To inform humanitarian cash programming, REACH, in partnership with the Cash-Based Responses Technical Working Group (CBR-TWG), conducts monthly Market Monitoring Exercises in northern Syria to assess the availability and prices of 36 basic commodities that are typically sold in markets and consumed by average Syrian households, including food and non-food items, water, fuel, and cellphone data.
Of these, 18 items comprise the Survival Minimum Expenditure Basket (SMEB; see below), which represents the minimum, culturally adjusted items required to support a 6-person household for a month.
Data was collected this month (between 6-16 January 2020) by ACTED, CARE Shafak, GOAL, People In Need (PIN), REACH, SARD, Solidarités International (SI), STC Shafak, Violet, and Watan.
The accompanying data from the month of January is disseminated monthly and is distributed through partners across the humanitarian community.
January 2020’s coverage
This month, REACH and partners covered 41 subdistricts in the northwest for the Market Monitoring Exercise. In total, approximately 2,860 individual shops were covered in this month’s Market Monitoring.
Highest northwest SMEB cost recorded under Market Monitoring Exercise
This month, the SMEB cost increased by 18% from 90,380 Syrian Pound (SYP) in December 2019 to 106,563 SYP in January 2020, resetting the highest price recorded by the Market Monitoring Exercise the third time in a row since November 2019. Yet, the SMEB cost in United States Dollar (USD) showed a small decrease of 3% from 107 USD to 104 USD. The continuous rise in the SMEB cost in SYP could be attributed to the ongoing depreciation of the SYP against the USD, coupled with increasing prices on water trucking, nonfood items (NFI) (particularly dishwashing soap) and fresh vegetables.
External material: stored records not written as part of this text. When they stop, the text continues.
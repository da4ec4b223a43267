use anyhow::{Context, Result};
use clap::{Parser, Subcommand};
use colorkit::{algorithms, Color, ColorRegistry};
use serde_json::json;
use tracing::debug;

#[derive(Parser)]
#[command(
    name = "colorkit",
    about = "Convert, compare and blend RGB colors",
    version,
    author
)]
struct Cli {
    /// Print results as JSON, matching the HTTP API bodies
    #[arg(long, global = true)]
    json: bool,

    /// Enable debug logging on stderr
    #[arg(short, long, global = true)]
    verbose: bool,

    #[command(subcommand)]
    command: Commands,
}

#[derive(Subcommand)]
enum Commands {
    /// Generate a random color
    Random,

    /// Convert a hex color (e.g. B4DA55, #03f) to its RGB components
    ToRgb {
        /// Hex color
        hex: String,
    },

    /// Convert an R-G-B triple (e.g. 180-218-85) to hex
    ToHex {
        /// Dash-separated components
        #[arg(allow_hyphen_values = true)]
        rgb: String,
    },

    /// Print the brighter of two hex colors
    Brightest {
        /// First hex color (wins ties)
        color1: String,

        /// Second hex color
        color2: String,
    },

    /// Print the colors between two hex colors
    Interpolate {
        /// Start color
        color1: String,

        /// End color
        color2: String,

        /// Number of divisions; steps - 1 colors are printed
        #[arg(short, long, allow_negative_numbers = true)]
        steps: String,
    },
}

fn parse_color(hex: &str) -> Result<Color> {
    Color::from_hex(hex).with_context(|| format!("could not parse color {hex:?}"))
}

fn main() -> Result<()> {
    let cli = Cli::parse();

    tracing_subscriber::fmt()
        .with_writer(std::io::stderr)
        .with_max_level(if cli.verbose {
            tracing::Level::DEBUG
        } else {
            tracing::Level::WARN
        })
        .init();

    match cli.command {
        Commands::Random => {
            let color = ColorRegistry::new().random_color();
            if cli.json {
                println!("{}", json!({ "color": color }));
            } else {
                println!("{color}");
            }
        }

        Commands::ToRgb { hex } => {
            let [r, g, b] = parse_color(&hex)?.components();
            if cli.json {
                println!("{}", json!({ "color": [r, g, b] }));
            } else {
                println!("{r} {g} {b}");
            }
        }

        Commands::ToHex { rgb } => {
            let hex = algorithms::rgb_to_hex(&rgb)
                .with_context(|| format!("could not parse components {rgb:?}"))?;
            if cli.json {
                println!("{}", json!({ "color": hex }));
            } else {
                println!("{hex}");
            }
        }

        Commands::Brightest { color1, color2 } => {
            let first = parse_color(&color1)?;
            let second = parse_color(&color2)?;
            debug!(
                first = first.average(),
                second = second.average(),
                "comparing averages"
            );

            let winner = algorithms::brightest(first, second);
            if cli.json {
                println!("{}", json!({ "color": winner }));
            } else {
                println!("{winner}");
            }
        }

        Commands::Interpolate {
            color1,
            color2,
            steps,
        } => {
            let start = parse_color(&color1)?;
            let end = parse_color(&color2)?;
            let steps = algorithms::parse_steps(&steps)?;

            let ramp = algorithms::interpolate(start, end, steps)?;
            debug!(steps, produced = ramp.len(), "interpolated colors");

            if cli.json {
                println!("{}", json!({ "steps": ramp }));
            } else {
                for color in ramp {
                    println!("{color}");
                }
            }
        }
    }

    Ok(())
}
Informal USD/SYP exchange rate sharply increased to over 1:1000
At the time of data collection in January 2020, the informal USD/SYP exchange rate continued to show an upward trend across the region, with the highest rate recorded at 1,070 SYP in Jandairis sub-district in Aleppo governorate. Ultimately, the median recorded informal USD/SYP exchange rate increased by 22% in the northwest from 843 SYP to 1,024 SYP against 1 USD this month, surpassing the 1 USD to 1,000 SYP threshold. The continuous economic sanctions imposed on Syria as well as the economic turmoil in neighbouring Lebanon are reported as the main drivers spurring the plummet of the SYP’s strength.
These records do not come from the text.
use anyhow::Context;
use clap::Parser;
use colorkit_api::{app, AppState, ServerConfig};
use tracing::info;
use tracing_subscriber::{layer::SubscriberExt, util::SubscriberInitExt};

#[tokio::main]
async fn main() -> anyhow::Result<()> {
    let config = ServerConfig::parse();

    // Initialize tracing
    tracing_subscriber::registry()
        .with(
            tracing_subscriber::EnvFilter::try_from_default_env()
                .unwrap_or_else(|_| "colorkit_api=debug,tower_http=debug".into()),
        )
        .with(tracing_subscriber::fmt::layer())
        .init();

    let state = AppState::from_config(&config);
    let addr = config.socket_addr();

    let listener = tokio::net::TcpListener::bind(addr)
        .await
        .with_context(|| format!("failed to bind {addr}"))?;

    info!(max_steps = config.max_steps, "colorkit API listening on http://{addr}");

    axum::serve(listener, app(state))
        .await
        .context("server terminated unexpectedly")?;

    Ok(())
}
Significant increases in vegetable prices
Vegetable items, specifically tomatoes and onions, were recorded at much higher prices across northwest Syria this month. The regional median value of the SMEB vegetable component recorded a 42% increase from 3,330 SYP to 4,725 SYP this month. The significant increase in vegetable prices were reportedly due to the noticeable rise in exchange rate of SYP against the USD, increased dependency on imported vegetables that incur high transportation costs (driven by high fuel prices) as well as the end of the agricultural season.